- [THE TASK] Beginning with the line below that contains "pub mod geometry;" and ending with the line that contains "pub mod testing;", copy every line exactly. Copy nothing else.

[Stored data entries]

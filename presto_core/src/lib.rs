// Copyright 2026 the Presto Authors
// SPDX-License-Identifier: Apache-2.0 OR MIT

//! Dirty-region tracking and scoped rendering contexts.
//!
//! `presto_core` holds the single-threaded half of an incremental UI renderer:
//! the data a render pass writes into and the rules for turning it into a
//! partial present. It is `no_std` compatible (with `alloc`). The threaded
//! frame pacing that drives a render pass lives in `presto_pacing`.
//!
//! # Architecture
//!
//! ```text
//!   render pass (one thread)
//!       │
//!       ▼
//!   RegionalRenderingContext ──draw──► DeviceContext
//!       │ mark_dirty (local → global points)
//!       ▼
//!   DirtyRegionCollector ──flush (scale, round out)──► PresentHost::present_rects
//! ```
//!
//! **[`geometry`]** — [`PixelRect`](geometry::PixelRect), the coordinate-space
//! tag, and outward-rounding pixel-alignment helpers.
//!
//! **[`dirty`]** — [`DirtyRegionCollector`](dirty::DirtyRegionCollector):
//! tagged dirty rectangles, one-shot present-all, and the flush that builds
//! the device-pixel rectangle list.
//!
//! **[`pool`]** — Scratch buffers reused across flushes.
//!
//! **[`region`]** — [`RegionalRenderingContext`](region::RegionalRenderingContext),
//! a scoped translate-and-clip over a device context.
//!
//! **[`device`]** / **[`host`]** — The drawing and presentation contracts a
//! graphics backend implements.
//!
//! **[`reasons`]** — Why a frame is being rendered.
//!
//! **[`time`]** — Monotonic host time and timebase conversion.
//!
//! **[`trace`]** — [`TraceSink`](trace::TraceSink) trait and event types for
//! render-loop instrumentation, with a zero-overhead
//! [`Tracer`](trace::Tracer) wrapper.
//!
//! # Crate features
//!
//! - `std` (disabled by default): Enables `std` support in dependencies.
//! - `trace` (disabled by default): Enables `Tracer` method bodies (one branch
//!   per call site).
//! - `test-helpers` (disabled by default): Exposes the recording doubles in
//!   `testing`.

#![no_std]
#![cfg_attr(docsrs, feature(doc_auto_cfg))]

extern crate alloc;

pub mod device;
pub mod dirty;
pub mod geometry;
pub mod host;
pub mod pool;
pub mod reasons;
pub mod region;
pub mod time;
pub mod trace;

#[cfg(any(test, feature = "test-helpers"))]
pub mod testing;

---

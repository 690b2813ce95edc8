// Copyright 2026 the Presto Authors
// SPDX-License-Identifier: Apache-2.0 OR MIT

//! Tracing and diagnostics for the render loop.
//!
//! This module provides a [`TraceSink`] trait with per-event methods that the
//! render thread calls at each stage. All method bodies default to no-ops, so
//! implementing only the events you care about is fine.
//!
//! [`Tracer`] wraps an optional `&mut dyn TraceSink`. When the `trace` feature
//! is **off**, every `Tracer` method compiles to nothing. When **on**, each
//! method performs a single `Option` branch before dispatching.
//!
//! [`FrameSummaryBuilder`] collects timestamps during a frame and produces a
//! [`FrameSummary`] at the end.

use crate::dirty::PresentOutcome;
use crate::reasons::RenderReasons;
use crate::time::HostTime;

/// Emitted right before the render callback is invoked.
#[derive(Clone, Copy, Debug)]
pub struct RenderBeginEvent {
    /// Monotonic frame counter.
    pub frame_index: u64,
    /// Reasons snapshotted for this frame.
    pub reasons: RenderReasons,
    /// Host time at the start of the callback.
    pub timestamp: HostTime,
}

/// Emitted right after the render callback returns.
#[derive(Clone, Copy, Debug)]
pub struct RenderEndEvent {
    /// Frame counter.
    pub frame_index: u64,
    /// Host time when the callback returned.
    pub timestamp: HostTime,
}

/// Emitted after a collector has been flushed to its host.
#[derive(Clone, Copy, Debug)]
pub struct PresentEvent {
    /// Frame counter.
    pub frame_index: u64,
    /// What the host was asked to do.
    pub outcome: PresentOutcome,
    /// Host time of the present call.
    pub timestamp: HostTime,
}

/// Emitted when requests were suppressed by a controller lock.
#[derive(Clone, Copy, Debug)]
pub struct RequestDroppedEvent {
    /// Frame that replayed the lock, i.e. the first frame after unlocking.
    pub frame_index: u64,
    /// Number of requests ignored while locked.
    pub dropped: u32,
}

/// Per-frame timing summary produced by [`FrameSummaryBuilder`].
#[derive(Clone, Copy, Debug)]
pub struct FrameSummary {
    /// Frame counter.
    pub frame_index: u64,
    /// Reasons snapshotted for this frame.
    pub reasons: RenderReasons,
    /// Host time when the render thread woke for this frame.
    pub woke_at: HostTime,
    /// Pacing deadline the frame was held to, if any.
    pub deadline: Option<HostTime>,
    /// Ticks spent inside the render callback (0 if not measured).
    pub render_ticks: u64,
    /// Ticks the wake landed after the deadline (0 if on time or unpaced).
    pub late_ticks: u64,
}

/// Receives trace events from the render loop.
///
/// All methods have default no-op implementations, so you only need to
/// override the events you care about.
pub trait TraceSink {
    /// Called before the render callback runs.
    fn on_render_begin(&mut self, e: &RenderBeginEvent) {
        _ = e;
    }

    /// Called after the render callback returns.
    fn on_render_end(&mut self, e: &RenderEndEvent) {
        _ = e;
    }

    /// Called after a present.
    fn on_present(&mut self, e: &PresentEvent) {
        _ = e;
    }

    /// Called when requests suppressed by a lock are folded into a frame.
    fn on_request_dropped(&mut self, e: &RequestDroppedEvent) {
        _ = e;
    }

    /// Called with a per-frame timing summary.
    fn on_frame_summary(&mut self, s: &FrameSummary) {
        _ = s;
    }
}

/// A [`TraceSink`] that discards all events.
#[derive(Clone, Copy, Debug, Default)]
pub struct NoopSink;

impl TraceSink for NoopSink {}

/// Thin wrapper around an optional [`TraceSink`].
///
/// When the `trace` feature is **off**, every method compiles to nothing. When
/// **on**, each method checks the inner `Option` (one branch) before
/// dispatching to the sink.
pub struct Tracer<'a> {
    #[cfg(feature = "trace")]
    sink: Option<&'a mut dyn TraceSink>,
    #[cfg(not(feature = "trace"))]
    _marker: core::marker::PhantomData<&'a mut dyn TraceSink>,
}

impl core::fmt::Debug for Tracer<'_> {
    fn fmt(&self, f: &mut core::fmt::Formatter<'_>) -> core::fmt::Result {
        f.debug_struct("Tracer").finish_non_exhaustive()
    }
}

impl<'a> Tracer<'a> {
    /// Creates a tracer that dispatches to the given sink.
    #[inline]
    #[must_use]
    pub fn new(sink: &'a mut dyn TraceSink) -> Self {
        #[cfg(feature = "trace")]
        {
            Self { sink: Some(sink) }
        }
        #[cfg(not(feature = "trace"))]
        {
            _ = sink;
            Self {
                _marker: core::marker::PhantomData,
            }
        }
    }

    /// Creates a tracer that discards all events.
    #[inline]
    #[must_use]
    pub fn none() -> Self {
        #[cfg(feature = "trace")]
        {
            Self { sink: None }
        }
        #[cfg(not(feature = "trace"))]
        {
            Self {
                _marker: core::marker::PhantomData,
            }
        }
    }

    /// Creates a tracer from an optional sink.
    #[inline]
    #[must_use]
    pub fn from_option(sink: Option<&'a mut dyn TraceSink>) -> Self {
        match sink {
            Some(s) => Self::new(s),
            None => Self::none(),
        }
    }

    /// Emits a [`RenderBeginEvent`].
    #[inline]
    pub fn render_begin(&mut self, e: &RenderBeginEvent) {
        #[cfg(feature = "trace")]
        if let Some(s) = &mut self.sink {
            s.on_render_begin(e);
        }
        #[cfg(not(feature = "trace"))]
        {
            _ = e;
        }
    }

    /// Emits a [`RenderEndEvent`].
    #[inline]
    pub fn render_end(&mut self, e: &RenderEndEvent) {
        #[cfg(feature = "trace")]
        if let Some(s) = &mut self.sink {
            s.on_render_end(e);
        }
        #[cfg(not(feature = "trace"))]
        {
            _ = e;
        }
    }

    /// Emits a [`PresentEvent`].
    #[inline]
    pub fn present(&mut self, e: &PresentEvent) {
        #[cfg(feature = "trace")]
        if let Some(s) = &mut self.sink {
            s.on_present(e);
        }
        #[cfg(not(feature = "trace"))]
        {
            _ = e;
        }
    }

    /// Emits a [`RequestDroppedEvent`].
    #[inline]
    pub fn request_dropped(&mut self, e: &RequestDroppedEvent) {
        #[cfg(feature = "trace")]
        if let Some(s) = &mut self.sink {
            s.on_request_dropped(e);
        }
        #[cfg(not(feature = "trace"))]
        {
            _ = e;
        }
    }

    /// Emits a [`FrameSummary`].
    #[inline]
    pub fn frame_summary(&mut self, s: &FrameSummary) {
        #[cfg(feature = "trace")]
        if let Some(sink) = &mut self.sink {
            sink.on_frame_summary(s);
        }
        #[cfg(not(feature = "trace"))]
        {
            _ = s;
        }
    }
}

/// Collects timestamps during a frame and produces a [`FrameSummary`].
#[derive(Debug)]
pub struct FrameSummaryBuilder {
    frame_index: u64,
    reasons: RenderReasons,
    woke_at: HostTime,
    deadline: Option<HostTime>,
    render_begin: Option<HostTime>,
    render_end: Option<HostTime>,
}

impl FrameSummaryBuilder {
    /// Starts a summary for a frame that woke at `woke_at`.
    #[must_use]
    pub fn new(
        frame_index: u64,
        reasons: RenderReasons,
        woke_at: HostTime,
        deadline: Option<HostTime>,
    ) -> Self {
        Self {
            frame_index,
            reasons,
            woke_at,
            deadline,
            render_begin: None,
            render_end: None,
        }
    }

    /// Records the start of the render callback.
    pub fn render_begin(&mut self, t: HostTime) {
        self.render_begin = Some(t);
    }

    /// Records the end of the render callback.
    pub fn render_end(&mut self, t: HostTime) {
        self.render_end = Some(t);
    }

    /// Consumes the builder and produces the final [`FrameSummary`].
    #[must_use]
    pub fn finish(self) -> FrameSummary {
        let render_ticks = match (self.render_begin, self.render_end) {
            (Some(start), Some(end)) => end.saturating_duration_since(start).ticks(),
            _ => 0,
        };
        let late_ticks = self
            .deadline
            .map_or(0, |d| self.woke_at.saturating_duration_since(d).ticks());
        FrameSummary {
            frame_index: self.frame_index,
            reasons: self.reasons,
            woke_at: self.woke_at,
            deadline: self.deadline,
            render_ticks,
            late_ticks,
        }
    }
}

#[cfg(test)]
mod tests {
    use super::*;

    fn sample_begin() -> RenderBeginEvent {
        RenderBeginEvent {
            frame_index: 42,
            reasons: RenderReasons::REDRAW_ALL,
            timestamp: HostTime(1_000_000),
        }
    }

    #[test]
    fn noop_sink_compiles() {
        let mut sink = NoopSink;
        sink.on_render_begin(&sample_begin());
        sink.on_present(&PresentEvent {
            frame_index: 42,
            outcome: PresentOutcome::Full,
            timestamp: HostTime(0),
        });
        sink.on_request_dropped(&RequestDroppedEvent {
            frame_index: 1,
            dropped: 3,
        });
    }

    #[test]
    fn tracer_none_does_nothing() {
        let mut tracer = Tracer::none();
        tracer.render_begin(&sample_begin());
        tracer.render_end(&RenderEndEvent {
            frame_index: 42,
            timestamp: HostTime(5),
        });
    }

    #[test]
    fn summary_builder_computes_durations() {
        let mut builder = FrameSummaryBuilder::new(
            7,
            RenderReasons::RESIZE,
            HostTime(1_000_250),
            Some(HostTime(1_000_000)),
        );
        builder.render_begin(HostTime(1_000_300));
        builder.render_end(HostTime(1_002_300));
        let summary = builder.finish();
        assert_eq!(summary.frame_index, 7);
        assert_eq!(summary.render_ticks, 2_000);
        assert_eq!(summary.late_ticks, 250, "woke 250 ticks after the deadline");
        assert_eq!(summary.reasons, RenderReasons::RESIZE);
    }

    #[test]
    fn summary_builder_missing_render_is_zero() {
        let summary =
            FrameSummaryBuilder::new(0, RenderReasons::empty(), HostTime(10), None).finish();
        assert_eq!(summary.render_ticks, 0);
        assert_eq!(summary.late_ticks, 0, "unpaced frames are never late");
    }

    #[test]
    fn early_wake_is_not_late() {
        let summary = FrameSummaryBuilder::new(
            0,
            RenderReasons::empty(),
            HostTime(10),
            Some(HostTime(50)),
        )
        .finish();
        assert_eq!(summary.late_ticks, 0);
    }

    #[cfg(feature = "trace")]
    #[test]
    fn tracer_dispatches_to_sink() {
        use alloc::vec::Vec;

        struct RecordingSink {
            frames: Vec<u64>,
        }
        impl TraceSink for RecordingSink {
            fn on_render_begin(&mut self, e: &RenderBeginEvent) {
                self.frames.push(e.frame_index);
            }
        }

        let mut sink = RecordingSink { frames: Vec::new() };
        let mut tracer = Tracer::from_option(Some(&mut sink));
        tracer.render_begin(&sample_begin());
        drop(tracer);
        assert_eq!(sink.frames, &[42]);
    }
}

---

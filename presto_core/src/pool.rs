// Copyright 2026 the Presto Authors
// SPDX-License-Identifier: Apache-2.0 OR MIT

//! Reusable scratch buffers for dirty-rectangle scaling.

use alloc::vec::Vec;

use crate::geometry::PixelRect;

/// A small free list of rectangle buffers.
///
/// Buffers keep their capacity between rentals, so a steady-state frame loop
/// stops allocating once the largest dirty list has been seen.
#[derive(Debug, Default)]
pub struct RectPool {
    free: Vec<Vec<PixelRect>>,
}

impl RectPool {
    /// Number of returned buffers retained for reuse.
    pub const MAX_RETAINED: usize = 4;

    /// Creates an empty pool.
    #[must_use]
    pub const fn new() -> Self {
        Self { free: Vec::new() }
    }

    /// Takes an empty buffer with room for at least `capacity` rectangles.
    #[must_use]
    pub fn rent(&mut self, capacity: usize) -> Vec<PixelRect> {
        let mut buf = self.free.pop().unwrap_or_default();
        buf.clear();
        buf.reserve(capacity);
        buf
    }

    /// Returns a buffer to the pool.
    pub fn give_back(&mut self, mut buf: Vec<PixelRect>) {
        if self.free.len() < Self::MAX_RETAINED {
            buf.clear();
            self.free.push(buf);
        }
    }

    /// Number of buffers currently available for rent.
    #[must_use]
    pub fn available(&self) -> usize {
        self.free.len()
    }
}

- [SOLUTION TO THE PROBLEM]
pub mod geometry;
pub mod host;
pub mod pool;
pub mod reasons;
pub mod region;
pub mod time;
pub mod trace;

#[cfg(any(test, feature = "test-helpers"))]
pub mod testing;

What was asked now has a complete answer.